- _Prompt_
Each line below must be printed again exactly.

Collected data:
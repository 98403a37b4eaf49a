//! Per-connection callback registry.
//!
//! Tracks which callbacks are currently installed on a connection. Removing
//! or replacing an entry only forgets it here: the trampolines stay alive in
//! the connection's arena until the connection closes.

use crate::trampoline::{CallbackTarget, Trampoline};
use std::collections::HashMap;
use std::fmt;
use std::sync::Arc;

/// What a registration is installed as.
#[derive(Debug, Clone, PartialEq, Eq, Hash)]
pub enum RegistryKey {
    /// A user function, by lower-cased name and arity (-1 = variadic).
    Function {
        /// Lower-cased function name.
        name: String,
        /// Declared argument count.
        arity: i32,
    },
    /// A collation, by lower-cased name.
    Collation(String),
    /// The busy handler.
    Busy,
    /// The commit hook.
    Commit,
    /// The rollback hook.
    Rollback,
    /// The update hook.
    Update,
    /// The progress handler.
    Progress,
}

impl RegistryKey {
    /// Key for a function. Function names are case-insensitive.
    pub fn function(name: &str, arity: i32) -> Self {
        Self::Function {
            name: name.to_ascii_lowercase(),
            arity,
        }
    }

    /// Key for a collation. Collation names are case-insensitive.
    pub fn collation(name: &str) -> Self {
        Self::Collation(name.to_ascii_lowercase())
    }
}

/// An installed callback: the target object and its trampolines.
#[derive(Clone)]
pub struct Registration {
    /// The bound callback object.
    pub target: Arc<dyn CallbackTarget>,
    /// Trampolines handed to the engine for this entry.
    pub trampolines: Vec<Trampoline>,
}

impl Registration {
    /// Creates a registration.
    pub fn new(target: Arc<dyn CallbackTarget>, trampolines: Vec<Trampoline>) -> Self {
        Self {
            target,
            trampolines,
        }
    }
}

impl fmt::Debug for Registration {
    fn fmt(&self, f: &mut fmt::Formatter<'_>) -> fmt::Result {
        f.debug_struct("Registration")
            .field("target", &self.target.target_name())
            .field("trampolines", &self.trampolines)
            .finish()
    }
}

/// Installed callbacks of one connection.
#[derive(Debug, Default)]
pub struct CallbackRegistry {
    entries: HashMap<RegistryKey, Registration>,
}

impl CallbackRegistry {
    /// Creates an empty registry.
    pub fn new() -> Self {
        Self::default()
    }

    /// Installs `registration`, returning the one it replaced.
    pub fn insert(&mut self, key: RegistryKey, registration: Registration) -> Option<Registration> {
        self.entries.insert(key, registration)
    }

    /// Forgets an entry.
    pub fn remove(&mut self, key: &RegistryKey) -> Option<Registration> {
        self.entries.remove(key)
    }

    /// Looks up an entry.
    pub fn get(&self, key: &RegistryKey) -> Option<&Registration> {
        self.entries.get(key)
    }

    /// Returns true if `key` is installed.
    pub fn contains(&self, key: &RegistryKey) -> bool {
        self.entries.contains_key(key)
    }

    /// Installed functions as `(name, arity)`.
    pub fn functions(&self) -> Vec<(String, i32)> {
        self.entries
            .keys()
            .filter_map(|key| match key {
                RegistryKey::Function { name, arity } => Some((name.clone(), *arity)),
                _ => None,
            })
            .collect()
    }

    /// Number of entries.
    pub fn len(&self) -> usize {
        self.entries.len()
    }

    /// Returns true if nothing is installed.
    pub fn is_empty(&self) -> bool {
        self.entries.is_empty()
    }
}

- _Response to the exercise_
repository 98403a37b4eaf49a
//! Per-connection callback registry.
//!
//! Tracks which callbacks are currently installed on a connection. Removing
//! or replacing an entry only forgets it here: the trampolines stay alive in
//! the connection's arena until the connection closes.

use crate::trampoline::{CallbackTarget, Trampoline};
use std::collections::HashMap;
use std::fmt;
use std::sync::Arc;

/// What a registration is installed as.
#[derive(Debug, Clone, PartialEq, Eq, Hash)]
pub enum RegistryKey {
    /// A user function, by lower-cased name and arity (-1 = variadic).
    Function {
        /// Lower-cased function name.
        name: String,
        /// Declared argument count.
        arity: i32,
    },
    /// A collation, by lower-cased name.
    Collation(String),
    /// The busy handler.
    Busy,
    /// The commit hook.
    Commit,
    /// The rollback hook.
    Rollback,
    /// The update hook.
    Update,
    /// The progress handler.
    Progress,
}

impl RegistryKey {
    /// Key for a function. Function names are case-insensitive.
    pub fn function(name: &str, arity: i32) -> Self {
        Self::Function {
            name: name.to_ascii_lowercase(),
            arity,
        }
    }

    /// Key for a collation. Collation names are case-insensitive.
    pub fn collation(name: &str) -> Self {
        Self::Collation(name.to_ascii_lowercase())
    }
}

/// An installed callback: the target object and its trampolines.
#[derive(Clone)]
pub struct Registration {
    /// The bound callback object.
    pub target: Arc<dyn CallbackTarget>,
    /// Trampolines handed to the engine for this entry.
    pub trampolines: Vec<Trampoline>,
}

impl Registration {
    /// Creates a registration.
    pub fn new(target: Arc<dyn CallbackTarget>, trampolines: Vec<Trampoline>) -> Self {
        Self {
            target,
            trampolines,
        }
    }
}

impl fmt::Debug for Registration {
    fn fmt(&self, f: &mut fmt::Formatter<'_>) -> fmt::Result {
        f.debug_struct("Registration")
            .field("target", &self.target.target_name())
            .field("trampolines", &self.trampolines)
            .finish()
    }
}

/// Installed callbacks of one connection.
#[derive(Debug, Default)]
pub struct CallbackRegistry {
    entries: HashMap<RegistryKey, Registration>,
}

impl CallbackRegistry {
    /// Creates an empty registry.
    pub fn new() -> Self {
        Self::default()
    }

    /// Installs `registration`, returning the one it replaced.
    pub fn insert(&mut self, key: RegistryKey, registration: Registration) -> Option<Registration> {
        self.entries.insert(key, registration)
    }

    /// Forgets an entry.
    pub fn remove(&mut self, key: &RegistryKey) -> Option<Registration> {
        self.entries.remove(key)
    }

    /// Looks up an entry.
    pub fn get(&self, key: &RegistryKey) -> Option<&Registration> {
        self.entries.get(key)
    }

    /// Returns true if `key` is installed.
    pub fn contains(&self, key: &RegistryKey) -> bool {
        self.entries.contains_key(key)
    }

    /// Installed functions as `(name, arity)`.
    pub fn functions(&self) -> Vec<(String, i32)> {
        self.entries
            .keys()
            .filter_map(|key| match key {
                RegistryKey::Function { name, arity } => Some((name.clone(), *arity)),
                _ => None,
            })
            .collect()
    }

    /// Number of entries.
    pub fn len(&self) -> usize {
        self.entries.len()
    }

    /// Returns true if nothing is installed.
    pub fn is_empty(&self) -> bool {
        self.entries.is_empty()
    }
}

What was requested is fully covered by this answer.